There is a popular idea that becoming a Staff engineer requires completing a “Staff Project.” Did you have a Staff Project, and if so what was it?

It's a very hard question for me to answer in retrospect. This is because: as far as I know, Sorbet was big enough to be my Staff engineer project, BUT with Nelson and Paul being there and us working closely and very fast with each other, it was very hard to attribute success of the project to specific individuals rather than the whole team.

Around the first performance evaluation into the projects, all three of us got feedback that we should have better ways to prescribe which impact was the result of which individual. While I’d love to say that the fact that we didn’t face a similar issue on the next performance evaluation was due to intentional actions, I don’t think that is true: I think the project just naturally entered a stage where it was much bigger and thus we didn’t need to “quickly iterate in the same 10 files”, naturally leading to us having clearer and bigger areas of ownership.

I became the “internal architecture/subtyping” person, as well as “talk to users” person, while Paul became the “change the code to make typechecker like it” person. Nelson clearly knew better how other systems at Stripe work and thus helped integrate the tool with them. All of these played to our strong points: I had prior experience with type checkers (this is what my PhD was about), Paul has a huge skill for programmatic codemods and Nelson is both very knowledgeable in systems in general and has been at Stripe long enough and early enough to know pretty much every system at Stripe. At this point in the project (stabilization, rollout) all of these became huge areas and thus it became much easier to have a person be a directly responsible individual (DRI) for an area, with others helping occasionally.

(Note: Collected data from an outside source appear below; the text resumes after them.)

//! Engine parameters.
//!
//! The engine itself only ever sees an [`EngineConfig`] value. Reading
//! overrides from the environment (with optional `.env` support provided by
//! the caller) lives here so the CLI does not scatter `env::var` calls.

use anyhow::{Result, anyhow, bail};
use chrono::{NaiveTime, TimeDelta};
use std::env;
use std::fmt;
use std::str::FromStr;

use crate::model::RushHour;

/// Parse an optional environment variable with a default value.
macro_rules! parse_env {
    ($var_name:expr, $ty:ty, $default:expr) => {
        env::var($var_name)
            .ok()
            .map(|v| v.trim().parse::<$ty>())
            .transpose()
            .map_err(|e| anyhow!("Invalid {}: {}", $var_name, e))?
            .unwrap_or($default)
    };
}

fn hm(hour: u32, minute: u32) -> NaiveTime {
    NaiveTime::from_hms_opt(hour, minute, 0).expect("static clock time is valid")
}

/// Half-open `[start, end)` range of clock time.
#[derive(Debug, Clone, Copy, PartialEq, Eq)]
pub struct TimeRange {
    pub start: NaiveTime,
    pub end: NaiveTime,
}

impl TimeRange {
    pub fn contains(&self, t: NaiveTime) -> bool {
        t >= self.start && t < self.end
    }
}

impl fmt::Display for TimeRange {
    fn fmt(&self, f: &mut fmt::Formatter<'_>) -> fmt::Result {
        write!(f, "{}-{}", self.start.format("%H:%M"), self.end.format("%H:%M"))
    }
}

impl FromStr for TimeRange {
    type Err = anyhow::Error;

    /// Parses `HH:MM-HH:MM`.
    fn from_str(s: &str) -> Result<Self> {
        let (start, end) = s
            .split_once('-')
            .ok_or_else(|| anyhow!("expected HH:MM-HH:MM, got '{s}'"))?;
        let start = NaiveTime::parse_from_str(start.trim(), "%H:%M")?;
        let end = NaiveTime::parse_from_str(end.trim(), "%H:%M")?;
        if end <= start {
            bail!("range '{s}' ends before it starts");
        }
        Ok(Self { start, end })
    }
}

/// The two official rush-hour windows.
#[derive(Debug, Clone, Copy, PartialEq, Eq)]
pub struct RushHourWindows {
    pub morning: TimeRange,
    pub afternoon: TimeRange,
}

impl Default for RushHourWindows {
    fn default() -> Self {
        Self {
            morning: TimeRange {
                start: hm(7, 0),
                end: hm(9, 0),
            },
            afternoon: TimeRange {
                start: hm(15, 0),
                end: hm(18, 0),
            },
        }
    }
}

impl RushHourWindows {
    pub fn classify(&self, t: NaiveTime) -> RushHour {
        if self.morning.contains(t) {
            RushHour::Morning
        } else if self.afternoon.contains(t) {
            RushHour::Afternoon
        } else {
            RushHour::Regular
        }
    }
}

/// Parameters consumed by the downtime detector, the aggregation engine and
/// the report pipeline.
#[derive(Debug, Clone)]
pub struct EngineConfig {
    /// Nominal spacing between two samples of the same line.
    pub sample_interval: TimeDelta,

    /// Multiplier on `sample_interval` a gap must exceed to count as downtime.
    pub downtime_tolerance: f64,

    pub rush_hours: RushHourWindows,

    /// Days covered by a query when no explicit window is given.
    pub lookback_days: u32,
}

impl Default for EngineConfig {
    fn default() -> Self {
        Self {
            sample_interval: TimeDelta::minutes(10),
            downtime_tolerance: 1.5,
            rush_hours: RushHourWindows::default(),
            lookback_days: 30,
        }
    }
}

impl EngineConfig {
    /// Largest gap between consecutive samples that is still treated as jitter.
    pub fn downtime_threshold(&self) -> TimeDelta {
        let millis = self.sample_interval.num_milliseconds() as f64 * self.downtime_tolerance;
        TimeDelta::milliseconds(millis.round() as i64)
    }

    pub fn log_config(&self) {
        tracing::info!("Engine configuration:");
        tracing::info!("  sample interval    : {} min", self.sample_interval.num_minutes());
        tracing::info!("  downtime tolerance : {}x", self.downtime_tolerance);
        tracing::info!("  morning rush       : {}", self.rush_hours.morning);
        tracing::info!("  afternoon rush     : {}", self.rush_hours.afternoon);
        tracing::info!("  lookback           : {} days", self.lookback_days);
    }
}

/// Load the engine configuration from environment variables with defaults.
///
/// Optional:
/// - `METRO_SAMPLE_INTERVAL_MINUTES` (default: 10)
/// - `METRO_DOWNTIME_TOLERANCE` (default: 1.5)
/// - `METRO_MORNING_RUSH` / `METRO_AFTERNOON_RUSH` as `HH:MM-HH:MM`
///   (default: 07:00-09:00 / 15:00-18:00)
/// - `METRO_LOOKBACK_DAYS` (default: 30)
///
/// Returns an error if any variable is set but invalid.
fn sample_interval(minutes: i64) -> Result<TimeDelta> {
    if minutes <= 0 {
        bail!("METRO_SAMPLE_INTERVAL_MINUTES must be positive");
    }
    TimeDelta::try_minutes(minutes)
        .ok_or_else(|| anyhow!("METRO_SAMPLE_INTERVAL_MINUTES is out of range: {minutes}"))
}

pub fn load_from_env() -> Result<EngineConfig> {
    let defaults = EngineConfig::default();

    let interval_minutes = parse_env!("METRO_SAMPLE_INTERVAL_MINUTES", i64, 10);
    let downtime_tolerance = parse_env!(
        "METRO_DOWNTIME_TOLERANCE",
        f64,
        defaults.downtime_tolerance
    );
    let morning = parse_env!("METRO_MORNING_RUSH", TimeRange, defaults.rush_hours.morning);
    let afternoon = parse_env!(
        "METRO_AFTERNOON_RUSH",
        TimeRange,
        defaults.rush_hours.afternoon
    );
    let lookback_days = parse_env!("METRO_LOOKBACK_DAYS", u32, defaults.lookback_days);

    let sample_interval = sample_interval(interval_minutes)?;
    if !(downtime_tolerance >= 1.0) {
        bail!("METRO_DOWNTIME_TOLERANCE must be at least 1.0");
    }
    if lookback_days == 0 {
        bail!("METRO_LOOKBACK_DAYS must be positive");
    }

    Ok(EngineConfig {
        sample_interval,
        downtime_tolerance,
        rush_hours: RushHourWindows { morning, afternoon },
        lookback_days,
    })
}

#[cfg(test)]
mod tests {
    use super::*;

    #[test]
    fn test_default_threshold_is_fifteen_minutes() {
        let config = EngineConfig::default();
        assert_eq!(config.downtime_threshold(), TimeDelta::minutes(15));
    }

    #[test]
    fn test_sample_interval_bounds() {
        assert_eq!(sample_interval(10).unwrap(), TimeDelta::minutes(10));
        assert!(sample_interval(0).is_err());
        assert!(sample_interval(-5).is_err());
        assert!(sample_interval(i64::MAX).is_err());
    }

    #[test]
    fn test_time_range_parse() {
        let range: TimeRange = "07:30-09:00".parse().unwrap();
        assert_eq!(range.start, hm(7, 30));
        assert_eq!(range.end, hm(9, 0));
        assert_eq!(range.to_string(), "07:30-09:00");
        assert!("09:00-07:00".parse::<TimeRange>().is_err());
        assert!("0700".parse::<TimeRange>().is_err());
    }

    #[test]
    fn test_rush_hour_boundaries() {
        let windows = RushHourWindows::default();
        assert_eq!(windows.classify(hm(7, 0)), RushHour::Morning);
        assert_eq!(windows.classify(hm(8, 59)), RushHour::Morning);
        assert_eq!(windows.classify(hm(9, 0)), RushHour::Regular);
        assert_eq!(windows.classify(hm(17, 50)), RushHour::Afternoon);
        assert_eq!(windows.classify(hm(18, 0)), RushHour::Regular);
    }
}
//! Data types produced by the aggregation engine and the calculator.

use chrono::{DateTime, NaiveDate, NaiveDateTime, Utc};
use serde::Serialize;
use std::fmt;
use std::str::FromStr;

use crate::downtime::DowntimeSummary;
use crate::mapping::UnmappedSummary;
use crate::model::{AnalysisWindow, Category, DisruptionScore, timestamp_format};

/// Carried in every metric so no consumer mistakes a sample share for
/// measured time.
pub const METHOD_NOTE: &str = "Percentages are shares of sampled observations \
(one per line per sampling interval), not measured wall-clock time. Durations are \
approximated as consecutive sample count x sampling interval.";

/// Dimension a metric can be broken down by.
#[derive(Debug, Clone, Copy, PartialEq, Eq, PartialOrd, Ord, Hash, Serialize)]
#[serde(rename_all = "snake_case")]
pub enum GroupBy {
    Day,
    Weekday,
    Hour,
    RushHour,
    DayType,
    Station,
    Line,
}

impl FromStr for GroupBy {
    type Err = String;

    fn from_str(s: &str) -> Result<Self, Self::Err> {
        match s.trim().to_lowercase().replace('-', "_").as_str() {
            "day" | "date" => Ok(GroupBy::Day),
            "weekday" => Ok(GroupBy::Weekday),
            "hour" => Ok(GroupBy::Hour),
            "rush_hour" | "rush" => Ok(GroupBy::RushHour),
            "day_type" => Ok(GroupBy::DayType),
            "station" => Ok(GroupBy::Station),
            "line" => Ok(GroupBy::Line),
            other => Err(format!("unknown grouping '{other}'")),
        }
    }
}

impl fmt::Display for GroupBy {
    fn fmt(&self, f: &mut fmt::Formatter<'_>) -> fmt::Result {
        let name = match self {
            GroupBy::Day => "day",
            GroupBy::Weekday => "weekday",
            GroupBy::Hour => "hour",
            GroupBy::RushHour => "rush_hour",
            GroupBy::DayType => "day_type",
            GroupBy::Station => "station",
            GroupBy::Line => "line",
        };
        f.write_str(name)
    }
}

/// Sample counts per category.
#[derive(Debug, Clone, Copy, Default, PartialEq, Eq, Serialize)]
pub struct CategoryCounts {
    pub normal: usize,
    pub maintenance: usize,
    pub partial_disruption: usize,
    pub complete_disruption: usize,
    pub unknown: usize,
}

impl CategoryCounts {
    pub fn add(&mut self, category: Category) {
        *self.slot(category) += 1;
    }

    pub fn get(&self, category: Category) -> usize {
        match category {
            Category::Normal => self.normal,
            Category::Maintenance => self.maintenance,
            Category::PartialDisruption => self.partial_disruption,
            Category::CompleteDisruption => self.complete_disruption,
            Category::Unknown => self.unknown,
        }
    }

    pub fn total(&self) -> usize {
        Category::ALL.iter().map(|c| self.get(*c)).sum()
    }

    pub fn disrupted(&self) -> usize {
        self.partial_disruption + self.complete_disruption
    }

    fn slot(&mut self, category: Category) -> &mut usize {
        match category {
            Category::Normal => &mut self.normal,
            Category::Maintenance => &mut self.maintenance,
            Category::PartialDisruption => &mut self.partial_disruption,
            Category::CompleteDisruption => &mut self.complete_disruption,
            Category::Unknown => &mut self.unknown,
        }
    }
}

/// One category's part of the distribution.
#[derive(Debug, Clone, PartialEq, Serialize)]
pub struct CategoryShare {
    pub category: Category,
    pub label: &'static str,
    pub count: usize,
    pub pct: f64,
}

/// A single bucket of a breakdown.
#[derive(Debug, Clone, PartialEq, Serialize)]
pub struct GroupMetric {
    pub key: String,
    pub total: usize,
    pub counts: CategoryCounts,
    pub disruption_pct: f64,
    pub maintenance_pct: f64,
}

/// All buckets of one dimension, in natural order (weekdays Monday first,
/// hours ascending, stations alphabetically).
#[derive(Debug, Clone, PartialEq, Serialize)]
pub struct GroupBreakdown {
    pub dimension: GroupBy,
    pub groups: Vec<GroupMetric>,
}

/// Score of one day, for a line or (`line_id: None`) for the whole network.
#[derive(Debug, Clone, PartialEq, Eq, Serialize)]
pub struct DailyScore {
    pub date: NaiveDate,
    pub line_id: Option<String>,
    pub score: DisruptionScore,
    pub interpretation: &'static str,
}

/// A maximal run of disrupted samples on one line.
#[derive(Debug, Clone, PartialEq, Eq, Serialize)]
pub struct DisruptionEvent {
    pub line_id: String,
    #[serde(with = "timestamp_format")]
    pub start: NaiveDateTime,
    /// Last disrupted sample plus one sampling interval.
    #[serde(with = "timestamp_format")]
    pub end: NaiveDateTime,
    pub samples: usize,
    pub duration_minutes: i64,
    pub worst: Category,
    pub raw_texts: Vec<String>,
}

#[derive(Debug, Clone, PartialEq, Serialize)]
pub struct DayEvents {
    pub date: NaiveDate,
    pub events: usize,
    pub mean_duration_minutes: f64,
}

#[derive(Debug, Clone, Default, PartialEq, Serialize)]
pub struct EventSummary {
    pub count: usize,
    pub total_duration_minutes: i64,
    pub mean_duration_minutes: f64,
    pub stddev_duration_minutes: f64,
    /// Events attributed to the day they started on.
    pub per_day: Vec<DayEvents>,
    pub events: Vec<DisruptionEvent>,
}

#[derive(Debug, Clone, PartialEq, Eq, Serialize)]
pub struct StationImpact {
    pub station: String,
    pub samples: usize,
}

/// Read-only result of one aggregation query.
#[derive(Debug, Clone, PartialEq, Serialize)]
pub struct AggregateMetric {
    pub window: AnalysisWindow,
    pub exclude_downtime: bool,
    pub method: &'static str,
    pub included_samples: usize,
    pub excluded_samples: usize,
    pub categories: Vec<CategoryShare>,
    pub disruption_pct: f64,
    pub breakdowns: Vec<GroupBreakdown>,
    pub daily_scores: Vec<DailyScore>,
    pub events: EventSummary,
    /// Most impacted first.
    pub station_impacts: Vec<StationImpact>,
}

impl AggregateMetric {
    pub fn is_empty(&self) -> bool {
        self.included_samples == 0
    }

    pub fn share(&self, category: Category) -> f64 {
        self.categories
            .iter()
            .find(|c| c.category == category)
            .map_or(0.0, |c| c.pct)
    }

    pub fn breakdown(&self, dimension: GroupBy) -> Option<&[GroupMetric]> {
        self.breakdowns
            .iter()
            .find(|b| b.dimension == dimension)
            .map(|b| b.groups.as_slice())
    }

    /// Score of `date` for `line_id`, or for the network when `None`.
    pub fn score(&self, line_id: Option<&str>, date: NaiveDate) -> Option<DisruptionScore> {
        self.daily_scores
            .iter()
            .find(|s| s.date == date && s.line_id.as_deref() == line_id)
            .map(|s| s.score)
    }

    pub fn station_impact(&self, station: &str) -> usize {
        self.station_impacts
            .iter()
            .find(|s| s.station == station)
            .map_or(0, |s| s.samples)
    }
}

/// Document written by the report pipeline.
#[derive(Debug, Clone, PartialEq, Serialize)]
pub struct StatusReport {
    pub schema_version: u8,
    pub generated_at: DateTime<Utc>,
    pub mapping_version: String,
    pub warning: Option<String>,
    pub unmapped: UnmappedSummary,
    pub downtime: DowntimeSummary,
    pub metric: AggregateMetric,
}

After Sorbet I had a couple other impactful projects delivered in short timeframe (6 months), that, I believe, sealed the deal of me getting the Staff Engineer level, but, If I was to choose one, I’d still choose Sorbet due to vast scope of project: both technical and cultural.

Can you remember any piece of advice on reaching Staff that was particularly helpful for you?

  1. Working with Martin Odersky and Ondrej Lhotak in academia helped me understand how complex systems work together and how to explain that clearly.
  2. Brian Goetz helped me understand how much work is behind a simple, yet, robust system to withstand widespread adoption and design.
  3. Paul Tarjan showed me the importance of adjusting my communication style to lead to constructive outcomes for all involved parties.

What about a piece of advice for someone who has just started as a Staff engineer?

At least, at Stripe, Staff Engineers work on very different areas. Make sure you agree with your reporting chain on what is the impact you should be achieving and what are the things you’re allowed to compromise on on the way to that impact. Communicate clearly what compromises you're doing and why.

Did you ever consider engineering management, and if so how did you decide to pursue the staff engineer path?

Every time I considered it in the past it was by asking myself and others around me “would it be a way to bring more impact.” So far, every time the answer was “seems like no.”

That said, I’ve found that learning some management skills from great managers (in my case, James Iry, Scott MacVicar, Will Larson, Christian Anderson and Shane O’Sullivan) provides huge benefits even in an individual contributor role.